We welcome a guest post today from Paula Serafini, author of the new book Creating Worlds Otherwise: Art, Collective Action, and (Post)Extractivism.

Research for Creating Worlds Otherwise began in 2016. The project emerged as a response to the intensification of socioenvironmental conflicts in Argentina and Latin America in recent years; conflicts that emerged from the expansion of the extractive frontier into new territories and into new and more violent techniques of extraction. More precisely, the book has two aims. First, to contribute to a body of work that visibilizes and denounces the workings and effects of extractivism. Creating Worlds Otherwise is indeed one of few such studies focusing mainly on Argentina and published in English for an international readership. And second, the book seeks to document and theorize a broad range of artistic practices that have emerged in Argentina and Latin America in response to the advance of extractivism and its myriad effects on everyday life. I thus embarked on a project of several years that involved fieldwork beginning in 2017, as well as instances of media, social media and policy analysis. In the field, I developed a methodology based on observant participation, conversations, knowledge exchanges and collective art making that allowed me to build meaningful relationships with activists, artists and frontline communities in different parts of the country that were part of struggles against extractivism and for postextractivist futures. This approach, I believe, comes through in the book: in most cases I present the work of artists and activists in their own words, theorizing the social functions of art from the ground up and conversing with different theories and ideas, rather than imposing preconceived frameworks of analysis.

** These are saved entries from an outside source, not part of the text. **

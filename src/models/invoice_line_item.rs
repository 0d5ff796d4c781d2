use serde::{Deserialize, Serialize};
use validator::Validate;

/// One billable line. `tax` is a percentage applied to this line's subtotal only.
#[derive(Debug, Clone, PartialEq, Serialize, Deserialize, Validate)]
pub struct InvoiceLineItem {
    #[validate(length(min = 1, message = "Item description cannot be empty"))]
    pub description: String,
    #[validate(range(exclusive_min = 0.0, message = "Quantity must be greater than zero"))]
    pub qty: f64,
    #[validate(range(min = 0.0, message = "Unit price cannot be negative"))]
    pub unit: f64,
    #[serde(default)]
    #[validate(range(min = 0.0, max = 100.0, message = "Line tax must be between 0 and 100"))]
    pub tax: f64,
}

The publication of Creating Worlds Otherwise coincides with numerous, damning reports by different organisms of the United Nations (see for instance UNDRR), which sound the alarm on the unsustainability and destructive effects of our growth-oriented global economy, and how this path will lead us to global collapse unless we enact radical changes. Such condemnation of growth by an organisation like the UN would have seemed impossible only a few years ago. What this tells us is that radical change is no longer a call from the margins. It is increasingly accepted as necessary in order to face this crisis. In this context, a question worth asking is: why focus on art at a time of ecological crisis? In short, art is what makes me certain that we are capable of other ways of living. This is why Creating Worlds Otherwise focuses on the social role of art, and more specifically, the functions that art can fulfil under extractivist societies. In the face of media obfuscation, state violence and neglect, the erosion of democratic mechanisms, and the weight of a colonial imaginary that positions Latin America as a provider of nature for export, art responds by denouncing the violation of rights, documenting events and long-term effects, democratising narratives and ways of doing things, deconstructing engrained constructs that hinder our ability to imagine ourselves otherwise, and designing new ways of living that dare look beyond the hegemony of extractivism. In Creating Worlds Otherwise, I demonstrate the power of art and the concrete ways in which it plays a role in movements for worlds beyond extractivism. I hope this book serves as inspiration for those who want to enact radical change and who want to live otherwise, whatever step of the journey they find themselves in.